Saved entries:
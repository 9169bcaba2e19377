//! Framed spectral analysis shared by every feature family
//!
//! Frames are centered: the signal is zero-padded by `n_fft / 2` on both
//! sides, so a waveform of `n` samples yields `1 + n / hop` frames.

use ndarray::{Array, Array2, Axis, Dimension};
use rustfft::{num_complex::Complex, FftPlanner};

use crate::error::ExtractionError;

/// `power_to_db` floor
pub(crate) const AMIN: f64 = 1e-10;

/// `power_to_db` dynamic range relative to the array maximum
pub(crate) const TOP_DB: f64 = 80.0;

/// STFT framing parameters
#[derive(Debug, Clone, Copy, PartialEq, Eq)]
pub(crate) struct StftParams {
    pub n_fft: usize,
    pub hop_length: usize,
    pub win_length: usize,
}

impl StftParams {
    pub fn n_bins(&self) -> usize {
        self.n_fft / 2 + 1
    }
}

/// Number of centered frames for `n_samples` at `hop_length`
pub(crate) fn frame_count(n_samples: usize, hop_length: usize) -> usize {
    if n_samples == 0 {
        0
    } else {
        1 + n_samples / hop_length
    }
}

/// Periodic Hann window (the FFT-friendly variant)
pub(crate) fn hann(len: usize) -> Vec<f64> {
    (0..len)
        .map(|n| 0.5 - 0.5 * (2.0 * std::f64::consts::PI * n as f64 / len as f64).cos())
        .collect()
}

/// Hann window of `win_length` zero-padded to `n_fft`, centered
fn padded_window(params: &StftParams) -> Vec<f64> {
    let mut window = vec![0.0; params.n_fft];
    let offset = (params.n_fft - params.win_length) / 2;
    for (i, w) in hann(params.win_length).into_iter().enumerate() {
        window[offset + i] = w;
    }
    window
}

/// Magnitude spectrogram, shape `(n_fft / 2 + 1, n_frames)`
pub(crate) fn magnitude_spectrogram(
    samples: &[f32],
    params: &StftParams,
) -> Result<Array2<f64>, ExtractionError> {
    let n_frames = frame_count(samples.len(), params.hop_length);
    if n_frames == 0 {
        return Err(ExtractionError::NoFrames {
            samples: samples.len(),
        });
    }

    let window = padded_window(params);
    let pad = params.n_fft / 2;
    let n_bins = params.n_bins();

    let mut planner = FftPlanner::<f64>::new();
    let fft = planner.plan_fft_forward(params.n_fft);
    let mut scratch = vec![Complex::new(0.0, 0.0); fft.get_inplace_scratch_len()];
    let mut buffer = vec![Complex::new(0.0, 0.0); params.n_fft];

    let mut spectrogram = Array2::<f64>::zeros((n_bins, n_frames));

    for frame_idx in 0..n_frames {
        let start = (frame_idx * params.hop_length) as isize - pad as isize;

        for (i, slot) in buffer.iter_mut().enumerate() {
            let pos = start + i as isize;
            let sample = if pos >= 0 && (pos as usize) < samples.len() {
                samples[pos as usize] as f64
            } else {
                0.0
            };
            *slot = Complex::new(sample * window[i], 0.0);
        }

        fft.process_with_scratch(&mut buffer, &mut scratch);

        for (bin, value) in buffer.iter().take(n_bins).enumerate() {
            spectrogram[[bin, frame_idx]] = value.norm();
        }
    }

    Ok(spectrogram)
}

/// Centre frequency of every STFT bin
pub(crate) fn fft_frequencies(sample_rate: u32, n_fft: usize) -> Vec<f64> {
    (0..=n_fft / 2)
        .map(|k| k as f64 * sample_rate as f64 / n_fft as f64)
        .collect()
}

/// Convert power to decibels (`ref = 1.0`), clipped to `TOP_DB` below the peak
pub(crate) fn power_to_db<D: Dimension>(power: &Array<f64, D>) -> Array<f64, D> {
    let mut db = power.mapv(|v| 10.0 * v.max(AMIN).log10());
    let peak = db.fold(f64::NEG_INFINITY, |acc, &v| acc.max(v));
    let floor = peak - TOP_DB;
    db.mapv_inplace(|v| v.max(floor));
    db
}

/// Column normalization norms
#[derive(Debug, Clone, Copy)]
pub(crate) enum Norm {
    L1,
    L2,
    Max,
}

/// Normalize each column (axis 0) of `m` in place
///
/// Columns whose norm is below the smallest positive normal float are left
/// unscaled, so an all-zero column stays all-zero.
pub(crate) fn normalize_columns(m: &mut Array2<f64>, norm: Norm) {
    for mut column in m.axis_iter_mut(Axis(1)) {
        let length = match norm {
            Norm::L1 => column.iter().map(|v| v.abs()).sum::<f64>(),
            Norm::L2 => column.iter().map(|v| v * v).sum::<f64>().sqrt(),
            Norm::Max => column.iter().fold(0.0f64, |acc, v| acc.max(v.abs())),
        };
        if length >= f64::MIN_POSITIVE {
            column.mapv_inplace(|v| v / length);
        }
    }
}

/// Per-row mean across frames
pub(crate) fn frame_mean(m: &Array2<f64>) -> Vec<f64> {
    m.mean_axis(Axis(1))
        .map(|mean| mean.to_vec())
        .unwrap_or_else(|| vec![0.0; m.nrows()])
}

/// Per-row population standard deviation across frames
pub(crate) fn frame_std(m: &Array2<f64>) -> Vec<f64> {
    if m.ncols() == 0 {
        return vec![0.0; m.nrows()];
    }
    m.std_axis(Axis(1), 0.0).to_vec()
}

--

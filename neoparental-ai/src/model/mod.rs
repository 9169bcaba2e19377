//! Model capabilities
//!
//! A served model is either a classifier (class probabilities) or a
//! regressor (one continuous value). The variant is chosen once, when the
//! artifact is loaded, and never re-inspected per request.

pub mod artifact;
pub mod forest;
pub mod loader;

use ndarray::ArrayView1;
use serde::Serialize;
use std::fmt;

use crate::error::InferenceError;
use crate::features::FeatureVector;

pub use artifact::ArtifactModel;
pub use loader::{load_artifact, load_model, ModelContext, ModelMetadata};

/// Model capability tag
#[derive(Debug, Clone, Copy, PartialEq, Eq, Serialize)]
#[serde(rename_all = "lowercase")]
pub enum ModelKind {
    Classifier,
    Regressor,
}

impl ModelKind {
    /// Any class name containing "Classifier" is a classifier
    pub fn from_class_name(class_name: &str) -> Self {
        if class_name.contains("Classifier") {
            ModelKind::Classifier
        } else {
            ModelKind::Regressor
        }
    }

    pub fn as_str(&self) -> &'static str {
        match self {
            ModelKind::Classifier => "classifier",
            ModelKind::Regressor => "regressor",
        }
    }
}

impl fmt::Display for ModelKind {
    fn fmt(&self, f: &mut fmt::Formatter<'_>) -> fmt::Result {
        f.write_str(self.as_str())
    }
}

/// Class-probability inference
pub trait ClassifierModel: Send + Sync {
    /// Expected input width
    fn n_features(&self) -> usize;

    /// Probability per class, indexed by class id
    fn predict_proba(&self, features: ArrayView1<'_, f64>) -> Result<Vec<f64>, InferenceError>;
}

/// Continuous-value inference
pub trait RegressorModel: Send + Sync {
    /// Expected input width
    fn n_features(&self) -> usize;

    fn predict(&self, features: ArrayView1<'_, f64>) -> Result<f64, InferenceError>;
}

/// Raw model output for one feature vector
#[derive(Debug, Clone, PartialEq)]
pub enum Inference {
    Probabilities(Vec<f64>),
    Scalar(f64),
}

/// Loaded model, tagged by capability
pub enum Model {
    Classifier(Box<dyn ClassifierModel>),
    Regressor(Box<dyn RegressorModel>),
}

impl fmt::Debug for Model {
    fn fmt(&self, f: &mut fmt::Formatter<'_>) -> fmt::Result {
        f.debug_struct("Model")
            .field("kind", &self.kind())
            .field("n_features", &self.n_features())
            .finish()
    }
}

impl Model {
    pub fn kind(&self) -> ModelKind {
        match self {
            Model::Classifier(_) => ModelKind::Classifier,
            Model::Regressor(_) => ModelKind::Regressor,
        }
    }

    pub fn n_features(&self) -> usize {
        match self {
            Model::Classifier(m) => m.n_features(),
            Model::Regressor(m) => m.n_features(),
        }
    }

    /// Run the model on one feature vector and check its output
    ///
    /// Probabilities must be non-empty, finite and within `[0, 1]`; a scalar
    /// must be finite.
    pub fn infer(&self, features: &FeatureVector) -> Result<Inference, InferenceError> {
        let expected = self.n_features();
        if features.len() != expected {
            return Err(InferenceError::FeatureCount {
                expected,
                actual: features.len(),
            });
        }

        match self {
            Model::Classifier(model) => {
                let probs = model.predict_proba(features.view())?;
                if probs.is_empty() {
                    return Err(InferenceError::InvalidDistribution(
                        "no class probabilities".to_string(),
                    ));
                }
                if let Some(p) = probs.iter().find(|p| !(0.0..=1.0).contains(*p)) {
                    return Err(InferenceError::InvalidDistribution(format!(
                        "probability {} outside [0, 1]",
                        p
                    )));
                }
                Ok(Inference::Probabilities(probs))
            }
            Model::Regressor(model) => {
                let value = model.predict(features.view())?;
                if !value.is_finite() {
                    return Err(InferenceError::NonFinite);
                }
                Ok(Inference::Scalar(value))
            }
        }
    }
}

Exercise description: Look above for the line holding "Column normalization norms", then set down exactly that line and every line after it up to and including the line holding "column stays all-zero.", with nothing else.

Output:
/// Column normalization norms
#[derive(Debug, Clone, Copy)]
pub(crate) enum Norm {
    L1,
    L2,
    Max,
}

/// Normalize each column (axis 0) of `m` in place
///
/// Columns whose norm is below the smallest positive normal float are left
/// unscaled, so an all-zero column stays all-zero.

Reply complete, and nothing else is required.